By Lee A. Daniels
“Welcome to New York, baby. It’s a city full of fun!” goes a line from one of my favorite jazz songs of years ago. But, increasingly for many of its residents, New York has become a city full of high anxiety about where they can afford to live.
The migration to New York of businesses with high-salaried jobs, and individuals from other parts of the country and the world with eye-popping wealth in recent years have intensified its traditionally powerful high-end residential housing dynamic to a fever pitch. Several super high-rise apartment towers just south of Central Park have already re-made that part of Manhattan into a “billionaires row.” And the force of gentrification is now well established in numerous low-, moderate- and middle-income neighborhoods throughout the city.
If you’ve got a stash of cash, or are pulling down a high salary, you’ve got a lot of choices from one end of the city to the other. But New Yorkers who don’t fit into those categories—those with low, moderate, and even middle incomes—are worried that they’re being squeezed out of places to live.
A raft of statistics make it clear they’re right to be worried: Between 2005 and 2012, rents in the city rose by 11 percent, while the income of renters stagnated, when adjusted for inflation. Nearly 55 percent of renters are spending more than 30 percent of their incomes on housing costs, the standard gauge of a renter’s housing cost-to-income equilibrium. Even worse, more than 30 percent of renters are spending more than 50 percent of their incomes on housing.

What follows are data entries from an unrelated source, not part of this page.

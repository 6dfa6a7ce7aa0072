//! SSH connection configuration.

use std::path::PathBuf;
use std::time::Duration;

use secrecy::SecretString;
use serde::Deserialize;

/// Host key verification mode, analogous to OpenSSH's `StrictHostKeyChecking`.
#[derive(Debug, Clone, Default, PartialEq, Eq, Deserialize)]
#[serde(rename_all = "snake_case")]
pub enum HostKeyVerification {
    /// Reject unknown and changed keys. Connection fails if the host
    /// is not already in known_hosts.
    #[default]
    Strict,

    /// Accept and auto-learn unknown keys, but reject changed keys.
    AcceptNew,

    /// Accept all keys without checking.
    Disabled,
}

impl HostKeyVerification {
    /// Policy for the `trust unknown hosts` switch.
    pub fn from_trust_hosts(trust_hosts: bool) -> Self {
        if trust_hosts { Self::Disabled } else { Self::Strict }
    }
}

/// Login credentials, tried in order agent, private key, password.
#[derive(Debug, Clone, Default)]
pub struct Credentials {
    /// Remote user name.
    pub username: String,

    /// Password, also used as the private key passphrase.
    pub password: Option<SecretString>,

    /// Private key file.
    pub private_key: Option<PathBuf>,

    /// Only try SSH agent authentication.
    pub agent_only: bool,
}

impl Credentials {
    /// Credentials for a user with no secrets configured yet.
    pub fn new(username: impl Into<String>) -> Self {
        Self {
            username: username.into(),
            ..Default::default()
        }
    }
}

/// SSH connection configuration.
#[derive(Debug, Clone)]
pub struct SshConfig {
    /// Target host (hostname or IP address).
    pub host: String,

    /// SSH port (default: 22).
    pub port: u16,

    /// Authentication material.
    pub credentials: Credentials,

    /// Timeout for the TCP connect/handshake and for each authentication attempt.
    pub connect_timeout: Duration,

    /// Terminal width for PTY.
    pub terminal_width: u32,

    /// Terminal height for PTY.
    pub terminal_height: u32,

    /// Host key verification mode.
    pub host_key_verification: HostKeyVerification,

    /// Path to known_hosts file (default: ~/.ssh/known_hosts).
    pub known_hosts_path: Option<PathBuf>,
}

impl SshConfig {
    /// Create a configuration for a host with defaults for everything else.
    pub fn new(host: impl Into<String>, credentials: Credentials) -> Self {
        Self {
            host: host.into(),
            port: 22,
            credentials,
            connect_timeout: Duration::from_secs(10),
            terminal_width: 511,
            terminal_height: 24,
            host_key_verification: HostKeyVerification::Strict,
            known_hosts_path: None,
        }
    }

    /// Get the socket address for connection.
    pub fn socket_addr(&self) -> String {
        format!("{}:{}", self.host, self.port)
    }
}
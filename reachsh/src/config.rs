//! Session configuration.
//!
//! [`SessionOptions`] is the part users write in configuration files; it
//! deserializes with serde and every field has a default. [`SessionConfig`]
//! joins it with the connection settings and the compiled patterns. It is
//! validated once on construction and never changes afterwards, so sessions
//! share it behind an `Arc`.

use std::time::Duration;

use serde::Deserialize;

use crate::channel::{DEFAULT_CHUNK_SIZE, PromptSpec, Prompts};
use crate::driver::{CommandPatterns, CommandRules};
use crate::error::ConfigError;
use crate::transport::SshConfig;

/// Timeouts, written as whole seconds.
#[derive(Debug, Clone, Copy, PartialEq, Eq, Deserialize)]
#[serde(default)]
pub struct Timeouts {
    /// TCP connect plus handshake, and each authentication attempt.
    #[serde(with = "seconds")]
    pub connect: Duration,

    /// Longest silence tolerated while a command runs.
    #[serde(with = "seconds")]
    pub command: Duration,

    /// Overall wait for the first prompt after login.
    #[serde(with = "seconds")]
    pub prompt_detection: Duration,

    /// Overall wait for the injected prompt marker.
    #[serde(with = "seconds")]
    pub prompt_set: Duration,
}

impl Default for Timeouts {
    fn default() -> Self {
        Self {
            connect: Duration::from_secs(10),
            command: Duration::from_secs(20),
            prompt_detection: Duration::from_secs(10),
            prompt_set: Duration::from_secs(5),
        }
    }
}

mod seconds {
    use std::time::Duration;

    use serde::{Deserialize, Deserializer};

    pub fn deserialize<'de, D>(deserializer: D) -> Result<Duration, D::Error>
    where
        D: Deserializer<'de>,
    {
        u64::deserialize(deserializer).map(Duration::from_secs)
    }
}

/// Behaviour settings shared by every host of a run.
#[derive(Debug, Clone, PartialEq, Eq, Deserialize)]
#[serde(default)]
pub struct SessionOptions {
    pub prompt: PromptSpec,
    pub commands: CommandPatterns,
    pub timeouts: Timeouts,

    /// Inject the custom prompt marker after login.
    pub set_custom_prompt: bool,

    /// Bytes requested per channel read.
    pub read_chunk_size: usize,

    /// Bytes at the end of the output searched for the completion prompt.
    pub search_depth: usize,
}

impl Default for SessionOptions {
    fn default() -> Self {
        Self {
            prompt: PromptSpec::default(),
            commands: CommandPatterns::default(),
            timeouts: Timeouts::default(),
            set_custom_prompt: true,
            read_chunk_size: DEFAULT_CHUNK_SIZE,
            search_depth: 4 * DEFAULT_CHUNK_SIZE,
        }
    }
}

/// Validated, immutable configuration for one host session.
#[derive(Debug, Clone)]
pub struct SessionConfig {
    ssh: SshConfig,
    options: SessionOptions,
    prompts: Prompts,
    rules: CommandRules,
}

impl SessionConfig {
    /// Validate `options` and compile its patterns.
    ///
    /// The connect timeout of `ssh` is replaced by `options.timeouts.connect`.
    pub fn new(mut ssh: SshConfig, options: SessionOptions) -> Result<Self, ConfigError> {
        if ssh.host.is_empty() {
            return Err(ConfigError::Missing("host"));
        }
        if ssh.credentials.username.is_empty() {
            return Err(ConfigError::Missing("username"));
        }
        if options.read_chunk_size == 0 {
            return Err(ConfigError::Invalid {
                name: "read_chunk_size",
                message: "must be greater than zero".to_string(),
            });
        }
        if options.search_depth < 2 * options.read_chunk_size {
            return Err(ConfigError::Invalid {
                name: "search_depth",
                message: format!(
                    "must be at least twice read_chunk_size ({})",
                    options.read_chunk_size
                ),
            });
        }

        let timeouts = [
            ("timeouts.connect", options.timeouts.connect),
            ("timeouts.command", options.timeouts.command),
            ("timeouts.prompt_detection", options.timeouts.prompt_detection),
            ("timeouts.prompt_set", options.timeouts.prompt_set),
        ];
        if let Some((name, _)) = timeouts.iter().find(|(_, t)| t.is_zero()) {
            return Err(ConfigError::Invalid {
                name: *name,
                message: "must be non-zero".to_string(),
            });
        }

        let prompts = options.prompt.compile()?;
        let rules = options.commands.compile()?;
        ssh.connect_timeout = options.timeouts.connect;

        Ok(Self {
            ssh,
            options,
            prompts,
            rules,
        })
    }

    pub fn ssh(&self) -> &SshConfig {
        &self.ssh
    }

    pub fn options(&self) -> &SessionOptions {
        &self.options
    }

    pub fn timeouts(&self) -> &Timeouts {
        &self.options.timeouts
    }

    /// Compiled prompt patterns.
    pub fn prompts(&self) -> &Prompts {
        &self.prompts
    }

    /// Compiled command classification rules.
    pub fn rules(&self) -> &CommandRules {
        &self.rules
    }
}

In other words, New York has a crisis of affordable housing.
That crisis was overshadowed for much of the last decade by the shine of high-end development in Manhattan and the “novelty” of gentrification’s spread to once down-market neighborhoods in Brooklyn, Queens, and now The Bronx. But the nation’s devastating recession and new Mayor Bill de Blasio’s campaign of last year—with its “Tale of Two Cities” theme—brought the crisis into sharp focus. The city’s electorate responded by giving de Blasio a landslide victory; he won by nearly 50 percentage points.
Last week, de Blasio put forward a mammoth housing plan that would create and preserve a total of 200,000 units of affordable housing across the city during the next decade and meet the housing needs of 500,000 people. City officials said the plan would cost a total of $41 billion in city, state, federal and private-sector funds. Its ambitious goals are to increase neighborhoods’ stock of affordable housing as a means of maintaining the city’s economic and ethnic and racial diversity, while also guiding a certain degree of change in neighborhoods and enabling private-market developers working outside of the city’s high-rent districts to realize a reasonable profit.
“Affordable housing is part of the bedrock of what makes New York City work,” de Blasio declares in the Plan’s introduction. “It’s what underpins the economically diverse neighborhoods New Yorkers want to live in. It’s critical to providing financial stability for working families, helping them get ahead and build a better life.”
The Plan’s complexity makes it apparent that a lot of the questions in it come down to one big “if:” If those individuals and community organizations and local politicians; and those officials in municipal, state and federal offices; and those in the private-sector market agree with de Blasio’s assertion.
If there’s that consensus among the many parties in this plan of many moving parts, then, albeit the differences sure to crop up about this or that provision, and about this or that particular housing development in this or that neighborhood, the de Blasio Plan has a chance to succeed. It is correct to say that New York City’s future as a place to live as well as a city full of fun depends on it.
Lee A. Daniels is a longtime New York journalist. His most recent book is Last Chance: The Political Threat to Black America.